Of course, even if governments do nothing, people will do something. So what happens then? Any one of these interventions alone leaves us way over ICU bed capacity. The general population social distancing cases – which closes events and reduces workplace contact by 25% but leaves schools open – still leaves us about a factor of 2 over ICU bed capacity. They don’t report total deaths in this case, but I think the general consensus would be that this outcome is unacceptable.
If you close schools early on, then we stay well below ICU bed capacity and R0 drops below 1, so the virus slowly dies out. The problem is that the virus isn’t totally eradicated, so if you remove these constraints before vaccinating the population, exponential growth resumes. Leaving the controls on until there’s a vaccine keeps COVID-19 fatality very low, but presumably leads to other massive social costs.

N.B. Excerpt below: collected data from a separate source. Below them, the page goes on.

use std::sync::LazyLock;
use std::time::Duration;

use async_trait::async_trait;
use futures_util::StreamExt;
use regex::Regex;
use reqwest::{Client, Url};
use serde_json::{json, Value};
use tracing::{debug, warn};

use super::{Tool, ToolCategory, ToolOutput, ToolSpec};
use crate::config::ToolsConfig;
use crate::error::{ToolError, ToolResult};

static SCRIPT_OR_STYLE: LazyLock<Regex> = LazyLock::new(|| {
    Regex::new(r"(?is)<(script|style|noscript)\b[^>]*>.*?</(script|style|noscript)>")
        .expect("script pattern is valid")
});
static TAG: LazyLock<Regex> = LazyLock::new(|| Regex::new(r"(?s)<[^>]*>").expect("tag pattern is valid"));
static WHITESPACE: LazyLock<Regex> = LazyLock::new(|| Regex::new(r"\s+").expect("whitespace pattern is valid"));

/// Reduce an HTML document to its visible text.
pub fn html_to_text(html: &str) -> String {
    let without_scripts = SCRIPT_OR_STYLE.replace_all(html, " ");
    let without_tags = TAG.replace_all(&without_scripts, " ");
    let decoded = without_tags
        .replace("&nbsp;", " ")
        .replace("&lt;", "<")
        .replace("&gt;", ">")
        .replace("&quot;", "\"")
        .replace("&#39;", "'")
        .replace("&amp;", "&");
    WHITESPACE.replace_all(&decoded, " ").trim().to_string()
}

/// Fetches a URL and returns its text content.
///
/// Disabled unless `WEB_FETCH_ENABLED` is set; a disabled tool answers
/// every call with a `not_configured` result.
pub struct WebFetch {
    spec: ToolSpec,
    client: Client,
    enabled: bool,
    max_bytes: usize,
}

impl WebFetch {
    /// Create the tool from tool settings
    pub fn new(config: &ToolsConfig) -> ToolResult<Self> {
        let client = Client::builder()
            .timeout(Duration::from_millis(config.timeout_ms))
            .redirect(reqwest::redirect::Policy::limited(5))
            .build()
            .map_err(|e| ToolError::Execution {
                tool_name: "web_fetch".to_string(),
                message: format!("Failed to create HTTP client: {}", e),
            })?;

        Ok(Self {
            spec: ToolSpec::new(
                "web_fetch",
                "Fetch a web page over HTTP(S) and return its text content.",
                ToolCategory::Web,
            )
            .with_param("url", "string", "Absolute http or https URL", true),
            client,
            enabled: config.web_fetch_enabled,
            max_bytes: config.web_fetch_max_bytes,
        })
    }

    async fn fetch(&self, url: Url) -> Result<Value, String> {
        let response = self
            .client
            .get(url.clone())
            .send()
            .await
            .map_err(|e| format!("Request failed: {}", e))?;

        let status = response.status();
        let is_html = response
            .headers()
            .get(reqwest::header::CONTENT_TYPE)
            .and_then(|v| v.to_str().ok())
            .map(|v| v.contains("html"))
            .unwrap_or(false);

        let mut body = Vec::new();
        let mut truncated = false;
        let mut stream = response.bytes_stream();
        while let Some(chunk) = stream.next().await {
            let chunk = chunk.map_err(|e| format!("Failed to read body: {}", e))?;
            let room = self.max_bytes.saturating_sub(body.len());
            if chunk.len() > room {
                body.extend_from_slice(&chunk[..room]);
                truncated = true;
                break;
            }
            body.extend_from_slice(&chunk);
        }

        let raw = String::from_utf8_lossy(&body);
        let content = if is_html {
            html_to_text(&raw)
        } else {
            raw.trim().to_string()
        };

        if !status.is_success() {
            return Err(format!("HTTP {} from {}", status.as_u16(), url));
        }

        debug!(url = %url, bytes = body.len(), truncated, "Fetched page");
        Ok(json!({
            "url": url.as_str(),
            "status": status.as_u16(),
            "content": content,
            "truncated": truncated,
        }))
    }
}

#[async_trait]
impl Tool for WebFetch {
    fn spec(&self) -> &ToolSpec {
        &self.spec
    }

    async fn execute(&self, args: Value) -> ToolOutput {
        if !self.enabled {
            return ToolOutput::not_configured("Web fetch");
        }
        let Some(raw_url) = args["url"].as_str() else {
            return ToolOutput::failure("missing url");
        };
        let url = match Url::parse(raw_url.trim()) {
            Ok(url) if matches!(url.scheme(), "http" | "https") => url,
            Ok(url) => {
                return ToolOutput::failure(format!("Unsupported URL scheme: {}", url.scheme()))
            }
            Err(e) => return ToolOutput::failure(format!("Invalid URL '{}': {}", raw_url, e)),
        };

        match self.fetch(url).await {
            Ok(result) => ToolOutput::success(result),
            Err(e) => {
                warn!(url = raw_url, error = %e, "Web fetch failed");
                ToolOutput::failure(e)
            }
        }
    }
}

#[cfg(test)]
mod tests {
    use super::*;
    use wiremock::matchers::{method, path};
    use wiremock::{Mock, MockServer, ResponseTemplate};

    fn enabled(max_bytes: usize) -> WebFetch {
        WebFetch::new(&ToolsConfig {
            web_fetch_enabled: true,
            web_fetch_max_bytes: max_bytes,
            ..ToolsConfig::default()
        })
        .unwrap()
    }

    #[test]
    fn test_html_to_text() {
        let html = "<html><head><style>p{}</style><script>alert(1)</script></head>\
                    <body><h1>Title</h1>\n<p>Fish &amp; chips</p></body></html>";
        assert_eq!(html_to_text(html), "Title Fish & chips");
    }

    #[tokio::test]
    async fn test_disabled_by_default() {
        let tool = WebFetch::new(&ToolsConfig::default()).unwrap();
        let output = tool.execute(json!({"url": "https://example.com"})).await;
        assert!(output.success);
        assert_eq!(output.result["status"], "not_configured");
    }

    #[tokio::test]
    async fn test_rejects_non_http_schemes() {
        let output = enabled(1024).execute(json!({"url": "file:///etc/passwd"})).await;
        assert!(!output.success);
        assert!(output.error.unwrap().contains("Unsupported URL scheme"));
    }

    #[tokio::test]
    async fn test_fetches_and_truncates() {
        let server = MockServer::start().await;
        Mock::given(method("GET"))
            .and(path("/page"))
            .respond_with(
                ResponseTemplate::new(200).set_body_raw("<p>hello world</p>", "text/html"),
            )
            .mount(&server)
            .await;
        Mock::given(method("GET"))
            .and(path("/big"))
            .respond_with(ResponseTemplate::new(200).set_body_string("x".repeat(500)))
            .mount(&server)
            .await;

        let tool = enabled(100);
        let output = tool
            .execute(json!({"url": format!("{}/page", server.uri())}))
            .await;
        assert!(output.success);
        assert_eq!(output.result["content"], "hello world");
        assert_eq!(output.result["truncated"], false);

        let output = tool
            .execute(json!({"url": format!("{}/big", server.uri())}))
            .await;
        assert_eq!(output.result["content"].as_str().unwrap().len(), 100);
        assert_eq!(output.result["truncated"], true);
    }

    #[tokio::test]
    async fn test_http_error_is_failure() {
        let server = MockServer::start().await;
        Mock::given(method("GET"))
            .respond_with(ResponseTemplate::new(404))
            .mount(&server)
            .await;

        let output = enabled(1024)
            .execute(json!({"url": format!("{}/missing", server.uri())}))
            .await;
        assert!(!output.success);
        assert!(output.error.unwrap().contains("HTTP 404"));
    }
}
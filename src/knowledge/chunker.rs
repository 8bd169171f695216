//! Paragraph-first text chunking with trailing overlap.
//!
//! Chunk bodies are contiguous spans of the source text, so stripping each
//! chunk's overlap prefix and concatenating the bodies reproduces the input
//! exactly.

use std::ops::Range;
use std::sync::LazyLock;

use regex::Regex;
use serde::{Deserialize, Serialize};
use uuid::Uuid;

use super::Metadata;

static PARAGRAPH_BREAK: LazyLock<Regex> =
    LazyLock::new(|| Regex::new(r"\n\s*\n\s*").expect("paragraph pattern is valid"));

/// A unit of indexed text.
#[derive(Debug, Clone, PartialEq, Serialize, Deserialize)]
pub struct KnowledgeChunk {
    /// Unique chunk identifier.
    pub id: String,
    /// Indexed text, including the overlap prefix.
    pub content: String,
    /// Caller-supplied metadata plus chunk position fields.
    pub metadata: Metadata,
    /// Document the chunk was cut from.
    pub source_id: Option<String>,
    /// Byte length of the overlap prefix at the start of `content`.
    pub overlap: usize,
}

impl KnowledgeChunk {
    /// Create a standalone chunk with no overlap.
    pub fn new(content: impl Into<String>) -> Self {
        Self {
            id: Uuid::new_v4().to_string(),
            content: content.into(),
            metadata: Metadata::new(),
            source_id: None,
            overlap: 0,
        }
    }

    /// Attach metadata
    pub fn with_metadata(mut self, metadata: Metadata) -> Self {
        self.metadata = metadata;
        self
    }

    /// Attach a source document id
    pub fn with_source(mut self, source_id: impl Into<String>) -> Self {
        self.source_id = Some(source_id.into());
        self
    }

    /// Content with the overlap prefix removed.
    pub fn body(&self) -> &str {
        self.content.get(self.overlap..).unwrap_or(&self.content)
    }
}

/// Split `text` into chunks of at most `max_size` characters (plus overlap).
///
/// Splitting is paragraph-first; a paragraph larger than `max_size` is split
/// at sentence ends, a sentence larger than that at whitespace, and a single
/// oversized word at character boundaries. Adjacent units are packed greedily.
/// Every chunk after the first is prefixed with the last `overlap` characters
/// of the previous chunk's body.
pub fn chunk_text(
    text: &str,
    metadata: &Metadata,
    max_size: usize,
    overlap: usize,
    source_id: Option<&str>,
) -> Vec<KnowledgeChunk> {
    if text.trim().is_empty() {
        return Vec::new();
    }
    let max_size = max_size.max(1);
    let overlap = overlap.min(max_size.saturating_sub(1));

    let mut units = Vec::new();
    for paragraph in split_after(0..text.len(), paragraph_breaks(text)) {
        push_units(text, paragraph, max_size, &mut units);
    }

    let spans = pack(text, &units, max_size);
    let total = spans.len();
    let mut chunks = Vec::with_capacity(total);
    let mut previous: Option<&str> = None;

    for (index, span) in spans.into_iter().enumerate() {
        let body = &text[span.clone()];
        let prefix = previous.map(|p| tail_chars(p, overlap)).unwrap_or("");

        let mut chunk_metadata = metadata.clone();
        chunk_metadata.insert("chunk_index".to_string(), index.into());
        chunk_metadata.insert("chunk_count".to_string(), total.into());
        chunk_metadata.insert("start_offset".to_string(), span.start.into());
        chunk_metadata.insert("overlap_len".to_string(), prefix.len().into());

        chunks.push(KnowledgeChunk {
            id: Uuid::new_v4().to_string(),
            content: format!("{}{}", prefix, body),
            metadata: chunk_metadata,
            source_id: source_id.map(str::to_string),
            overlap: prefix.len(),
        });
        previous = Some(body);
    }

    chunks
}

/// Reassemble the source text from chunks produced by [`chunk_text`].
pub fn reassemble(chunks: &[KnowledgeChunk]) -> String {
    chunks.iter().map(KnowledgeChunk::body).collect()
}

fn char_len(text: &str, range: &Range<usize>) -> usize {
    text[range.clone()].chars().count()
}

/// Recursively break `range` until every unit fits `max_size`.
fn push_units(text: &str, range: Range<usize>, max_size: usize, out: &mut Vec<Range<usize>>) {
    if char_len(text, &range) <= max_size {
        out.push(range);
        return;
    }

    let sentences = split_after(
        range.clone(),
        sentence_breaks(&text[range.clone()], range.start),
    );
    if sentences.len() > 1 {
        for sentence in sentences {
            push_words(text, sentence, max_size, out);
        }
    } else {
        push_words(text, range, max_size, out);
    }
}

fn push_words(text: &str, range: Range<usize>, max_size: usize, out: &mut Vec<Range<usize>>) {
    if char_len(text, &range) <= max_size {
        out.push(range);
        return;
    }

    for word in split_after(range.clone(), word_breaks(&text[range.clone()], range.start)) {
        if char_len(text, &word) <= max_size {
            out.push(word);
        } else {
            hard_split(text, word, max_size, out);
        }
    }
}

fn hard_split(text: &str, range: Range<usize>, max_size: usize, out: &mut Vec<Range<usize>>) {
    let mut start = range.start;
    let mut count = 0;
    for (offset, _) in text[range.clone()].char_indices() {
        if count == max_size {
            out.push(start..range.start + offset);
            start = range.start + offset;
            count = 0;
        }
        count += 1;
    }
    if start < range.end {
        out.push(start..range.end);
    }
}

/// Cut `range` into contiguous pieces ending at each absolute position in `breaks`.
fn split_after(range: Range<usize>, breaks: Vec<usize>) -> Vec<Range<usize>> {
    let mut pieces = Vec::new();
    let mut start = range.start;
    for end in breaks {
        if end > start && end < range.end {
            pieces.push(start..end);
            start = end;
        }
    }
    if start < range.end {
        pieces.push(start..range.end);
    }
    pieces
}

fn paragraph_breaks(text: &str) -> Vec<usize> {
    PARAGRAPH_BREAK.find_iter(text).map(|m| m.end()).collect()
}

/// Positions just after the whitespace following `.`, `!` or `?`.
fn sentence_breaks(segment: &str, base: usize) -> Vec<usize> {
    let mut breaks = Vec::new();
    let mut chars = segment.char_indices().peekable();
    while let Some((_, c)) = chars.next() {
        if !matches!(c, '.' | '!' | '?') {
            continue;
        }
        let mut end = None;
        while let Some(&(i, next)) = chars.peek() {
            if next.is_whitespace() {
                end = Some(i + next.len_utf8());
                chars.next();
            } else {
                break;
            }
        }
        if let Some(end) = end {
            breaks.push(base + end);
        }
    }
    breaks
}

/// Positions just after each whitespace run.
fn word_breaks(segment: &str, base: usize) -> Vec<usize> {
    let mut breaks = Vec::new();
    let mut in_space = false;
    for (i, c) in segment.char_indices() {
        if c.is_whitespace() {
            in_space = true;
        } else if in_space {
            breaks.push(base + i);
            in_space = false;
        }
    }
    breaks
}

/// Greedily merge adjacent units into spans of at most `max_size` characters.
fn pack(text: &str, units: &[Range<usize>], max_size: usize) -> Vec<Range<usize>> {
    let mut spans: Vec<Range<usize>> = Vec::new();
    let mut current: Option<Range<usize>> = None;

    for unit in units {
        current = match current {
            None => Some(unit.clone()),
            Some(span) => {
                let merged = span.start..unit.end;
                if char_len(text, &merged) <= max_size {
                    Some(merged)
                } else {
                    spans.push(span);
                    Some(unit.clone())
                }
            }
        };
    }
    spans.extend(current);
    spans
}

fn tail_chars(text: &str, n: usize) -> &str {
    if n == 0 {
        return "";
    }
    let count = text.chars().count();
    if count <= n {
        return text;
    }
    let skip = count - n;
    text.char_indices()
        .nth(skip)
        .map(|(i, _)| &text[i..])
        .unwrap_or(text)
}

The purpose of this paper was to encourage policy-makers to take drastic action. It has partially worked. Anyone who isn’t willing to accept millions of deaths in the US and tens of millions worldwide should comply with and encourage extensive physical isolation. However, I think this paper leaves some silver linings for the economy. The authors’ definition of general social isolation still allows for workplace contact to stay at 75% of normal, which their model predicts is enough to stamp the disease out (as long as you close schools). After a month or so of this extremely high level of isolation, if testing capacity and the production of protecting equipment for healthcare workers can catch up to the need, we should be able to ease up a bit. Policymakers could come up with more precise rules that let more people go back to work while keeping total workplace contact below 75% of normal. We should be able to find 25% of workers who can work from home.
On the other hand, governors who are showing reluctance to drastically reduce workplace and school contact rates are being foolish. If large numbers of their residents don’t spontaneously work and study from home, millions of people could die unnecessarily.